LOL......Nope and I still use the "twist, break and sniff method" also........Still works just fine for me....No moldy hay and no hay barn fires so I must be doing well with it......We put up about 2,000 square bales and about 50 round bales a year with that method......LOL


----------



## unsquidly (Jul 13, 2021)

David Coles said:


> I have a CK22 HST. I bought it as the weight allowed me tow it without using a breakaway car trailer but one with only overrun brakes. I'm 6'3" around 250 lbs and have added a Bobcat 4 in 1 bucket which is Euro hitch ( the Bobcat is the same but white ) it is a fantastic unit. I Have friend who sold his CK22 for the 35 hp unit as he has 40 acres and it is perfect for the job. My CK22 would not slash uphill with a 5' slasher but was fine with a 4'6" slasher so the 35 hp tractor should be fine with a 6' ? finishing mower. I'd go for the HST unit it makes hooking up different gear to the 3pl very easy particularly if using the pto and gives great control at slow speeds.

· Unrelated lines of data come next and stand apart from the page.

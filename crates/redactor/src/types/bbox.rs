use serde::{Deserialize, Serialize};

/// Which detection pipeline produced a `BoundingBox`.
#[derive(Debug, Clone, Copy, PartialEq, Eq, Serialize, Deserialize)]
#[serde(rename_all = "snake_case")]
pub enum BoundingBoxSource {
    OcrHas,
    GlmVision,
    Manual,
}

/// A detected visual region in unit coordinates `[0,1]` relative to the
/// EXIF-corrected original image.
///
/// Invariants: `0 <= x`, `0 <= y`, `x + width <= 1`, `y + height <= 1`,
/// `width > 0`, `height > 0`.
#[derive(Debug, Clone, Serialize, Deserialize)]
pub struct BoundingBox {
    pub id: String,
    pub x: f32,
    pub y: f32,
    pub width: f32,
    pub height: f32,
    pub page: Option<u32>,
    #[serde(rename = "type")]
    pub type_id: String,
    pub text: Option<String>,
    pub selected: bool,
    pub source: BoundingBoxSource,
    pub confidence: f32,
}

impl BoundingBox {
    pub fn new(
        type_id: impl Into<String>,
        x: f32,
        y: f32,
        width: f32,
        height: f32,
        source: BoundingBoxSource,
        confidence: f32,
    ) -> Self {
        Self {
            id: String::new(),
            x,
            y,
            width,
            height,
            page: None,
            type_id: type_id.into(),
            text: None,
            selected: true,
            source,
            confidence,
        }
    }

    /// `true` when the box satisfies the unit-coordinate invariants (with a
    /// small epsilon to absorb floating point error at the unit boundary).
    pub fn is_valid(&self, eps: f32) -> bool {
        self.x >= 0.0
            && self.y >= 0.0
            && self.x + self.width <= 1.0 + eps
            && self.y + self.height <= 1.0 + eps
            && self.width > 0.0
            && self.height > 0.0
    }

    /// Intersection-over-union against another box, in unit coordinates.
    pub fn iou(&self, other: &BoundingBox) -> f32 {
        let ax2 = self.x + self.width;
        let ay2 = self.y + self.height;
        let bx2 = other.x + other.width;
        let by2 = other.y + other.height;

        let ix1 = self.x.max(other.x);
        let iy1 = self.y.max(other.y);
        let ix2 = ax2.min(bx2);
        let iy2 = ay2.min(by2);

        let iw = (ix2 - ix1).max(0.0);
        let ih = (iy2 - iy1).max(0.0);
        let intersection = iw * ih;
        if intersection <= 0.0 {
            return 0.0;
        }

        let area_a = self.width * self.height;
        let area_b = other.width * other.height;
        let union = area_a + area_b - intersection;
        if union <= 0.0 { 0.0 } else { intersection / union }
    }
}

/// A raw OCR detection: text plus a quadrilateral polygon in pixel coordinates
/// on the submitted image.
#[derive(Debug, Clone, Serialize, Deserialize)]
pub struct OCRTextBlock {
    pub text: String,
    /// Four `(x, y)` points in pixels, clockwise from top-left.
    pub quad: [(f32, f32); 4],
    pub confidence: f32,
    pub label: String,
}

impl OCRTextBlock {
    /// Axis-aligned bounding rectangle of the quad, in pixels.
    pub fn rect(&self) -> (f32, f32, f32, f32) {
        let xs = self.quad.map(|p| p.0);
        let ys = self.quad.map(|p| p.1);
        let min_x = xs.iter().cloned().fold(f32::INFINITY, f32::min);
        let max_x = xs.iter().cloned().fold(f32::NEG_INFINITY, f32::max);
        let min_y = ys.iter().cloned().fold(f32::INFINITY, f32::min);
        let max_y = ys.iter().cloned().fold(f32::NEG_INFINITY, f32::max);
        (min_x, min_y, max_x - min_x, max_y - min_y)
    }

    pub fn is_seal(&self) -> bool {
        self.label == "seal"
    }

    pub fn is_table(&self) -> bool {
        self.text.contains("<table") || self.text.contains("<TABLE")
    }
}

#[cfg(test)]
mod tests {
    use super::*;

    fn box_at(x: f32, y: f32, w: f32, h: f32, source: BoundingBoxSource) -> BoundingBox {
        BoundingBox::new("SEAL", x, y, w, h, source, 0.9)
    }

    #[test]
    fn test_is_valid_rejects_out_of_unit_box() {
        let b = box_at(0.5, 0.5, 0.6, 0.1, BoundingBoxSource::OcrHas);
        assert!(!b.is_valid(1e-4));
    }

    #[test]
    fn test_is_valid_accepts_boundary_box() {
        let b = box_at(0.0, 0.0, 1.0, 1.0, BoundingBoxSource::OcrHas);
        assert!(b.is_valid(1e-4));
    }

    #[test]
    fn test_iou_identical_boxes_is_one() {
        let a = box_at(0.1, 0.1, 0.2, 0.2, BoundingBoxSource::OcrHas);
        let b = a.clone();
        assert!((a.iou(&b) - 1.0).abs() < 1e-6);
    }

    #[test]
    fn test_iou_disjoint_boxes_is_zero() {
        let a = box_at(0.0, 0.0, 0.1, 0.1, BoundingBoxSource::OcrHas);
        let b = box_at(0.5, 0.5, 0.1, 0.1, BoundingBoxSource::GlmVision);
        assert_eq!(a.iou(&b), 0.0);
    }

    #[test]
    fn test_iou_seal_overlap_matches_seed_scenario_e() {
        let ocr = box_at(0.10, 0.80, 0.20, 0.10, BoundingBoxSource::OcrHas);
        let vlm = box_at(0.09, 0.79, 0.22, 0.12, BoundingBoxSource::GlmVision);
        assert!(ocr.iou(&vlm) > 0.3);
    }

    #[test]
    fn test_quad_rect_recovers_bounding_box() {
        let block = OCRTextBlock {
            text: "hi".into(),
            quad: [(10.0, 10.0), (110.0, 10.0), (110.0, 30.0), (10.0, 30.0)],
            confidence: 0.9,
            label: "text".into(),
        };
        assert_eq!(block.rect(), (10.0, 10.0, 100.0, 20.0));
    }
}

I would also suggest getting a 3pl quick hitch if you end up with several 3pl items.


With the new style telescoping lower 3 point arms, I feel that a 3 point quick hitch is a waste of money......I use about 5 or 6 three point implements on a regular basis with my little tractor and never thought it was that much work to hook and unhook......It makes you have to get off the tractor and give each implement, at least, a quick look over before you use them.....


----------



## ck3510hb (Sep 12, 2016)

unsquidly said:


> LOL......Nope and I still use the "twist, break and sniff method" also........Still works just fine for me....No moldy hay and no hay barn fires so I must be doing well with it......We put up about 2,000 square bales and about 50 round bales a year with that method......LOL


Total so far is 82 rounds at 1100. lbs. 900 squares at 50 lb and mowing today I hope. That appendicitis burst has messed me up. All sold and burs for this last field. Then a second cutting on the alfalfa field. Feels good.


----------



## willy81 (Jan 30, 2020)

*unsquidly wait until you get in your
780's or 80's then tell us about the
quick hitch that you don't need it as
it don't take much to get on and off
the tractor to do the hook ups.

Then again some people just like the
easy way of doing things

willy*


----------



## unsquidly (Jul 13, 2021)

willy81 said:


> *unsquidly wait until you get in your
> 780's or 80's then tell us about the
> quick hitch that you don't need it as
> it don't take much to get on and off
> ...



Willy,
I don't see any way I will live that long so it will not be an issue for me.........I will be very lucky to make it to 70 and probably more like 65 to 67 is my max years.......


----------



## pogobill (Jan 31, 2012)

unsquidly said:


> Willy,
> I don't see any way I will live that long so it will not be an issue for me.........I will be very lucky to make it to 70 and probably more like 65 to 67 is my max years.......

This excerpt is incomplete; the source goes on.